* **Exercise**:
From the data below, return all lines holding the string "TimeRejected".

* **Stored data entries**:
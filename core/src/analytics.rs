//! Post-run statistics.
//!
//! Everything here is a pure function of the finished run: the message list,
//! per-processor busy totals, trio time and counters. Only terminal messages
//! (those with a finish time) contribute.

use hdrhistogram::Histogram;
use serde::{Deserialize, Serialize};

use crate::components::{Message, Origin, ProcessorId};
use crate::engine::{Counters, Simulation};
use crate::error::SimResult;

/// z-value for a two-sided 95% interval.
pub const Z_95: f64 = 1.96;

#[derive(Debug, Clone, Copy, PartialEq, Eq, Hash, Serialize, Deserialize)]
pub enum Category {
    C2Success,
    C3Success,
    C3Rejected,
}

impl Category {
    pub const ALL: [Category; 3] = [Category::C2Success, Category::C3Success, Category::C3Rejected];

    /// `None` for messages still in the system.
    pub fn of(msg: &Message) -> Option<Category> {
        if !msg.is_terminal() {
            return None;
        }
        Some(match (msg.rejected, msg.origin) {
            (true, _) => Category::C3Rejected,
            (false, Origin::C2) => Category::C2Success,
            (false, Origin::C3) => Category::C3Success,
        })
    }
}

#[derive(Debug, Clone, Copy, Default, PartialEq, Serialize, Deserialize)]
pub struct ConfidenceInterval {
    pub low: f64,
    pub high: f64,
}

#[derive(Debug, Clone, Copy, Default, PartialEq, Serialize, Deserialize)]
pub struct CategoryStats {
    pub count: usize,
    /// Mean time in the system.
    pub mean_time: f64,
    /// Mean of queue-wait / time-in-system.
    pub efficiency: f64,
    pub mean_time_ci: ConfidenceInterval,
}

impl CategoryStats {
    /// `samples` holds `(time_in_system, queue_wait)` pairs.
    pub fn from_samples(samples: &[(f64, f64)]) -> Self {
        let totals: Vec<f64> = samples.iter().map(|&(t, _)| t).collect();
        Self {
            count: samples.len(),
            mean_time: mean(&totals),
            efficiency: efficiency(samples),
            mean_time_ci: confidence_interval(&totals),
        }
    }
}

#[derive(Debug, Clone, Copy, Default, PartialEq, Serialize, Deserialize)]
pub struct Utilization {
    pub c1: f64,
    pub c2: f64,
    pub c3: f64,
}

impl Utilization {
    pub fn get(&self, id: ProcessorId) -> f64 {
        match id {
            ProcessorId::C1 => self.c1,
            ProcessorId::C2 => self.c2,
            ProcessorId::C3 => self.c3,
        }
    }
}

/// Time-in-system quantiles, in seconds, at millisecond resolution.
#[derive(Debug, Clone, Copy, Default, PartialEq, Serialize, Deserialize)]
pub struct SojournPercentiles {
    pub p50: f64,
    pub p95: f64,
    pub p99: f64,
    pub max: f64,
}

#[derive(Debug, Clone, PartialEq, Serialize, Deserialize)]
pub struct RunStats {
    pub run_index: u32,
    pub horizon: f64,
    pub c2_success: CategoryStats,
    pub c3_success: CategoryStats,
    pub c3_rejected: CategoryStats,
    pub overall: CategoryStats,
    pub utilization: Utilization,
    pub trio_time: f64,
    pub trio_fraction: f64,
    pub counters: Counters,
    pub messages_created: usize,
    pub in_flight: usize,
    pub sojourn: SojournPercentiles,
}

impl RunStats {
    pub fn category(&self, category: Category) -> &CategoryStats {
        match category {
            Category::C2Success => &self.c2_success,
            Category::C3Success => &self.c3_success,
            Category::C3Rejected => &self.c3_rejected,
        }
    }

    pub fn metric(&self, metric: Metric) -> f64 {
        match metric {
            Metric::TimeC2 => self.c2_success.mean_time,
            Metric::TimeC3 => self.c3_success.mean_time,
            Metric::TimeRejected => self.c3_rejected.mean_time,
            Metric::TimeAll => self.overall.mean_time,
            Metric::EfficiencyC2 => self.c2_success.efficiency,
            Metric::EfficiencyC3 => self.c3_success.efficiency,
            Metric::EfficiencyRejected => self.c3_rejected.efficiency,
            Metric::EfficiencyAll => self.overall.efficiency,
            Metric::UtilizationC1 => self.utilization.c1,
            Metric::UtilizationC2 => self.utilization.c2,
            Metric::UtilizationC3 => self.utilization.c3,
            Metric::TrioTime => self.trio_time,
            Metric::TrioFraction => self.trio_fraction,
        }
    }
}

/// Scalar metrics reported for every run and averaged across a batch.
#[derive(Debug, Clone, Copy, PartialEq, Eq, Hash, Serialize, Deserialize)]
pub enum Metric {
    TimeC2,
    TimeC3,
    TimeRejected,
    TimeAll,
    EfficiencyC2,
    EfficiencyC3,
    EfficiencyRejected,
    EfficiencyAll,
    UtilizationC1,
    UtilizationC2,
    UtilizationC3,
    TrioTime,
    TrioFraction,
}

impl Metric {
    pub const ALL: [Metric; 13] = [
        Metric::TimeC2,
        Metric::TimeC3,
        Metric::TimeRejected,
        Metric::TimeAll,
        Metric::EfficiencyC2,
        Metric::EfficiencyC3,
        Metric::EfficiencyRejected,
        Metric::EfficiencyAll,
        Metric::UtilizationC1,
        Metric::UtilizationC2,
        Metric::UtilizationC3,
        Metric::TrioTime,
        Metric::TrioFraction,
    ];

    /// Mean-time metrics, for which cross-run intervals are reported.
    pub const TIMES: [Metric; 4] = [
        Metric::TimeC2,
        Metric::TimeC3,
        Metric::TimeRejected,
        Metric::TimeAll,
    ];

    pub fn label(self) -> &'static str {
        match self {
            Metric::TimeC2 => "Avg time (C2)",
            Metric::TimeC3 => "Avg time (C3)",
            Metric::TimeRejected => "Avg time (Rejected)",
            Metric::TimeAll => "Avg total time",
            Metric::EfficiencyC2 => "Efficiency (C2)",
            Metric::EfficiencyC3 => "Efficiency (C3)",
            Metric::EfficiencyRejected => "Efficiency (Rejected)",
            Metric::EfficiencyAll => "Overall efficiency",
            Metric::UtilizationC1 => "Utilization (C1)",
            Metric::UtilizationC2 => "Utilization (C2)",
            Metric::UtilizationC3 => "Utilization (C3)",
            Metric::TrioTime => "Total trio time",
            Metric::TrioFraction => "Trio occupancy",
        }
    }

    pub fn unit(self) -> &'static str {
        match self {
            Metric::TimeC2
            | Metric::TimeC3
            | Metric::TimeRejected
            | Metric::TimeAll
            | Metric::TrioTime => "s",
            Metric::UtilizationC1
            | Metric::UtilizationC2
            | Metric::UtilizationC3
            | Metric::TrioFraction => "%",
            _ => "",
        }
    }
}

#[derive(Debug, Clone, PartialEq, Serialize, Deserialize)]
pub struct BatchSummary {
    pub runs: usize,
    pub averages: Vec<(Metric, f64)>,
    /// Interval of each mean-time metric across runs.
    pub intervals: Vec<(Metric, ConfidenceInterval)>,
}

impl BatchSummary {
    pub fn average(&self, metric: Metric) -> Option<f64> {
        self.averages.iter().find(|(m, _)| *m == metric).map(|&(_, v)| v)
    }

    pub fn interval(&self, metric: Metric) -> Option<ConfidenceInterval> {
        self.intervals.iter().find(|(m, _)| *m == metric).map(|&(_, ci)| ci)
    }
}

pub fn summarize(runs: &[RunStats]) -> BatchSummary {
    let series = |metric: Metric| -> Vec<f64> { runs.iter().map(|r| r.metric(metric)).collect() };
    BatchSummary {
        runs: runs.len(),
        averages: Metric::ALL.iter().map(|&m| (m, mean(&series(m)))).collect(),
        intervals: Metric::TIMES
            .iter()
            .map(|&m| (m, confidence_interval(&series(m))))
            .collect(),
    }
}

pub fn collect(sim: &Simulation) -> SimResult<RunStats> {
    compute(
        sim.config().run_index,
        sim.horizon(),
        sim.messages(),
        [
            sim.processor(ProcessorId::C1).busy_time(),
            sim.processor(ProcessorId::C2).busy_time(),
            sim.processor(ProcessorId::C3).busy_time(),
        ],
        sim.trio_time(),
        sim.counters(),
    )
}

/// `busy` holds the accumulated busy time of C1, C2 and C3, in that order.
pub fn compute(
    run_index: u32,
    horizon: f64,
    messages: &[Message],
    busy: [f64; 3],
    trio_time: f64,
    counters: Counters,
) -> SimResult<RunStats> {
    let mut c2 = Vec::new();
    let mut c3 = Vec::new();
    let mut rejected = Vec::new();
    let mut all = Vec::new();
    let mut histogram = Histogram::<u64>::new(3)?;

    for msg in messages {
        let category = match Category::of(msg) {
            Some(c) => c,
            None => continue,
        };
        let total = msg.sojourn().unwrap_or(0.0);
        let wait = msg.queue_wait().unwrap_or(0.0);
        let sample = (total, wait);
        match category {
            Category::C2Success => c2.push(sample),
            Category::C3Success => c3.push(sample),
            Category::C3Rejected => rejected.push(sample),
        }
        all.push(sample);
        histogram.record((total.max(0.0) * 1000.0).round() as u64)?;
    }

    let ratio = |x: f64| if horizon > 0.0 { x / horizon } else { 0.0 };
    let sojourn = if histogram.is_empty() {
        SojournPercentiles::default()
    } else {
        SojournPercentiles {
            p50: histogram.value_at_quantile(0.50) as f64 / 1000.0,
            p95: histogram.value_at_quantile(0.95) as f64 / 1000.0,
            p99: histogram.value_at_quantile(0.99) as f64 / 1000.0,
            max: histogram.max() as f64 / 1000.0,
        }
    };

    Ok(RunStats {
        run_index,
        horizon,
        c2_success: CategoryStats::from_samples(&c2),
        c3_success: CategoryStats::from_samples(&c3),
        c3_rejected: CategoryStats::from_samples(&rejected),
        overall: CategoryStats::from_samples(&all),
        utilization: Utilization {
            c1: ratio(busy[0]),
            c2: ratio(busy[1]),
            c3: ratio(busy[2]),
        },
        trio_time,
        trio_fraction: ratio(trio_time),
        counters,
        messages_created: messages.len(),
        in_flight: messages.len() - all.len(),
        sojourn,
    })
}

pub fn mean(values: &[f64]) -> f64 {
    if values.is_empty() {
        return 0.0;
    }
    values.iter().sum::<f64>() / values.len() as f64
}

/// Sample standard deviation; 0 for fewer than two values.
pub fn std_dev(values: &[f64]) -> f64 {
    if values.len() < 2 {
        return 0.0;
    }
    let m = mean(values);
    let var = values.iter().map(|v| (v - m).powi(2)).sum::<f64>() / (values.len() - 1) as f64;
    var.sqrt()
}

/// Normal-approximation 95% interval of the mean; `(0, 0)` below two samples.
pub fn confidence_interval(values: &[f64]) -> ConfidenceInterval {
    if values.len() < 2 {
        return ConfidenceInterval::default();
    }
    let m = mean(values);
    let h = Z_95 * std_dev(values) / (values.len() as f64).sqrt();
    ConfidenceInterval { low: m - h, high: m + h }
}

/// Mean of `wait / total` over `(total, wait)` pairs.
pub fn efficiency(samples: &[(f64, f64)]) -> f64 {
    if samples.is_empty() {
        return 0.0;
    }
    let ratios: Vec<f64> = samples
        .iter()
        .map(|&(total, wait)| if total > 0.0 { wait / total } else { 0.0 })
        .collect();
    mean(&ratios)
}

* **Reply to the task**:
            Metric::TimeRejected => self.c3_rejected.mean_time,
    TimeRejected,
        Metric::TimeRejected,
        Metric::TimeRejected,
            Metric::TimeRejected => "Avg time (Rejected)",
            | Metric::TimeRejected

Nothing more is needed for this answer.